Signal-to-noise analysis for propagation of laser radiation through a tissue-like medium by diffuse photon-density waves

Abstract

Biomedical optical imaging in the near-infrared (NIR) region provides the possibility to detect and determine pathological and functional changes in human tissue without the drawback of ionizing radiation. Of special promise is the application of this technology for the detection of joint diseases, such as rheumatoid arthritis (RA). It has been shown that optical changes in the synovial fluid and the vasculature surrounding the joints can be detected with optical methods. Applying optical tomographic methods one should be able to localize and quantify these changes for detection of the onset of RA. The first studies have been limited to continuous wave imaging. However, it is well known that enhanced resolution and better separation between absorption and scattering properties of tissue can be achieved using intensity modulated light sources. Intensity modulation of laser light in the MHz region leads to propagation of so-called diffuse photon density waves (PDW) through the tissue In this study we report on basic experimental results to determine performance and sensitivity of PDW-transillumination of tissue like phantoms.
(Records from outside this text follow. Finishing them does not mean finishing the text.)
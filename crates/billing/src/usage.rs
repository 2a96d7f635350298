//! Usage metering
//!
//! Commits the actual cost of an admitted request to persisted state and
//! appends the audit record. The caller's gate admitted an estimate against
//! a snapshot; by commit time that snapshot may be stale, so the meter
//! re-runs admission against the state it is about to update and applies the
//! charge through the store's versioned conditional update. Admission and
//! update are pinned to the same row version: a check that passed on version
//! v only commits if the row is still at v, so two callers gated on the same
//! snapshot can never jointly push `used` past `quota` — the loser's retry
//! re-checks the fresh balance and is denied instead.

use promptmeter_shared::{Subscription, UsageRecord};
use time::OffsetDateTime;
use uuid::Uuid;

use crate::error::{BillingError, BillingResult};
use crate::quota::check_quota;
use crate::store::BillingStore;

/// Conflict retry budget for one commit. Conflicts are rare (two writers per
/// subscription), so exhausting this means something is hammering the row.
const MAX_COMMIT_ATTEMPTS: u32 = 5;

/// Pure form of a usage commit: a new subscription value with `used`
/// incremented. Additive and order-insensitive in net effect.
pub fn commit(subscription: &Subscription, actual_units: i64) -> Subscription {
    Subscription {
        used: subscription.used + actual_units,
        ..subscription.clone()
    }
}

/// Pure form of a period rollover: `used` zeroed, period end replaced, all
/// other fields unchanged. Used exclusively on provider-confirmed renewal
/// payment.
pub fn reset_for_new_period(
    subscription: &Subscription,
    new_period_end: OffsetDateTime,
) -> Subscription {
    Subscription {
        used: 0,
        current_period_end: new_period_end,
        ..subscription.clone()
    }
}

/// Usage meter service: persists commits and audit records.
#[derive(Clone)]
pub struct UsageMeter {
    store: BillingStore,
}

impl UsageMeter {
    pub fn new(store: BillingStore) -> Self {
        Self { store }
    }

    /// Commit the actual cost of an admitted request.
    ///
    /// `snapshot` is the subscription the caller gated on. Before every
    /// store attempt the actual cost is re-admitted via [`check_quota`]
    /// against the state being updated, and the store applies
    /// `used = used + actual_units` only if the row version is unchanged
    /// since that check. When a concurrent writer has moved the row on, we
    /// re-read, re-check, and retry; a loser whose re-checked balance no
    /// longer covers the charge gets [`BillingError::QuotaExceeded`] and
    /// nothing is applied.
    pub async fn commit_usage(
        &self,
        snapshot: &Subscription,
        actual_units: i64,
    ) -> BillingResult<Subscription> {
        if actual_units < 0 {
            return Err(BillingError::InvalidParameter(format!(
                "actual_units must be non-negative, got {}",
                actual_units
            )));
        }

        let now = OffsetDateTime::now_utc();
        let mut current = snapshot.clone();
        for attempt in 0..MAX_COMMIT_ATTEMPTS {
            let admission = check_quota(Some(&current), actual_units, now);
            if !admission.allowed {
                tracing::info!(
                    subscription_id = %snapshot.id,
                    remaining = admission.remaining,
                    required = actual_units,
                    "Usage commit denied on re-checked admission"
                );
                return Err(BillingError::QuotaExceeded {
                    remaining: admission.remaining,
                    required: actual_units,
                });
            }

            if let Some(updated) = self
                .store
                .commit_usage(current.id, current.version, actual_units)
                .await?
            {
                return Ok(updated);
            }

            let fresh = self
                .store
                .find_by_id(snapshot.id)
                .await?
                .ok_or_else(|| BillingError::SubscriptionNotFound(snapshot.id.to_string()))?;

            tracing::debug!(
                subscription_id = %snapshot.id,
                attempt = attempt + 1,
                stale_version = current.version,
                fresh_version = fresh.version,
                "Usage commit lost to concurrent writer, retrying"
            );
            current = fresh;
        }

        Err(BillingError::ConcurrencyConflict(snapshot.id))
    }

    /// Append the immutable audit record for one admitted request.
    pub async fn record_usage(
        &self,
        user_id: Uuid,
        request_ref: &str,
        tokens_used: i64,
    ) -> BillingResult<UsageRecord> {
        self.store
            .insert_usage_record(user_id, request_ref, tokens_used)
            .await
    }
}

#[cfg(test)]
mod tests {
    #![allow(clippy::unwrap_used)]

    use super::*;
    use crate::store::SubscriptionUpsert;
    use promptmeter_shared::{SubscriptionStatus, SubscriptionTier};
    use time::Duration;

    fn sample_subscription() -> Subscription {
        let now = OffsetDateTime::now_utc();
        Subscription {
            id: Uuid::new_v4(),
            user_id: Uuid::new_v4(),
            provider_subscription_id: "psub_1".to_string(),
            tier: SubscriptionTier::Premium,
            quota: 1000,
            used: 200,
            status: SubscriptionStatus::Active,
            current_period_end: now + Duration::days(30),
            version: 0,
            created_at: now,
            updated_at: now,
        }
    }

    #[test]
    fn test_commit_is_additive() {
        let sub = sample_subscription();
        let updated = commit(&sub, 100);
        assert_eq!(updated.used, 300);
        assert_eq!(updated.quota, 1000);
        // order-insensitive net effect
        let a_then_b = commit(&commit(&sub, 100), 50);
        let b_then_a = commit(&commit(&sub, 50), 100);
        assert_eq!(a_then_b.used, 350);
        assert_eq!(b_then_a.used, 350);
    }

    #[test]
    fn test_reset_preserves_identity_fields() {
        let sub = sample_subscription();
        let new_end = OffsetDateTime::now_utc() + Duration::days(60);
        let reset = reset_for_new_period(&sub, new_end);
        assert_eq!(reset.used, 0);
        assert_eq!(reset.current_period_end, new_end);
        assert_eq!(reset.quota, sub.quota);
        assert_eq!(reset.tier, sub.tier);
        assert_eq!(reset.id, sub.id);
        assert_eq!(reset.user_id, sub.user_id);
    }

    #[tokio::test]
    async fn test_commit_usage_retries_after_conflicting_reset() {
        let store = BillingStore::new_in_memory();
        let user = store.create_user("u@example.com", "h", false).await.unwrap();
        let sub = store
            .upsert_subscription(SubscriptionUpsert {
                provider_subscription_id: "psub_1".to_string(),
                user_id: user.id,
                tier: SubscriptionTier::Pro,
                quota: 50_000,
                status: SubscriptionStatus::Active,
                current_period_end: OffsetDateTime::now_utc() + Duration::days(30),
            })
            .await
            .unwrap();
        let meter = UsageMeter::new(store.clone());

        // Reconciler resets between the caller's read and the commit
        store.reset_usage("psub_1", None).await.unwrap();

        let updated = meter.commit_usage(&sub, 42).await.unwrap();
        assert_eq!(updated.used, 42, "commit lands on the post-reset counter");
    }

    #[tokio::test]
    async fn test_commit_denied_when_concurrent_commit_drained_balance() {
        let store = BillingStore::new_in_memory();
        let user = store.create_user("u@example.com", "h", false).await.unwrap();
        let sub = store
            .upsert_subscription(SubscriptionUpsert {
                provider_subscription_id: "psub_1".to_string(),
                user_id: user.id,
                tier: SubscriptionTier::Basic,
                quota: 100,
                status: SubscriptionStatus::Active,
                current_period_end: OffsetDateTime::now_utc() + Duration::days(30),
            })
            .await
            .unwrap();
        let meter = UsageMeter::new(store.clone());

        // Two callers gated on the same snapshot; the first commit wins.
        let stale_snapshot = sub.clone();
        meter.commit_usage(&sub, 80).await.unwrap();

        let err = meter.commit_usage(&stale_snapshot, 80).await.unwrap_err();
        assert!(matches!(
            err,
            BillingError::QuotaExceeded {
                remaining: 20,
                required: 80
            }
        ));

        let fresh = store.find_by_id(sub.id).await.unwrap().unwrap();
        assert_eq!(fresh.used, 80, "the denied commit must not be applied");
    }

    #[tokio::test]
    async fn test_commit_usage_missing_subscription() {
        let store = BillingStore::new_in_memory();
        let meter = UsageMeter::new(store);
        let ghost = sample_subscription();
        let err = meter.commit_usage(&ghost, 1).await.unwrap_err();
        assert!(matches!(err, BillingError::SubscriptionNotFound(_)));
    }

    #[tokio::test]
    async fn test_negative_units_rejected() {
        let store = BillingStore::new_in_memory();
        let meter = UsageMeter::new(store);
        let sub = sample_subscription();
        let err = meter.commit_usage(&sub, -5).await.unwrap_err();
        assert!(matches!(err, BillingError::InvalidParameter(_)));
    }
}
We used a vector network analyzer to generate and analyze intensity modulation from 100 MHz up to 1 GHz via a diode laser and an avalanche photo diode. Scans were performed across phantoms containing a layer with different absorbing and scattering properties bounded by an edge. The thickness of the phantoms was chosen similar to human fingers to gain information for optimization of tomographic imaging of finger joints. We experimentally determined the signal-to-noise ratio (SNR) of the system and compared the results to theoretical predictions. Noise and SNR of amplitude and phase depend on frequency of modulation. While the amplitude SNR decreases with frequency, phase SNR increases to assume a maximum value. We found that the inserted layer can be better characterized using phase information, which becomes more valuable as the source modulation frequency is increased. On the other hand, the sensitivity to perturbations is highest in the amplitude data obtained at lower frequencies. Thus, for tomographic imaging, optimal modulation frequencies should be found depending on the tissue type and nature of tissue inhomogeneities.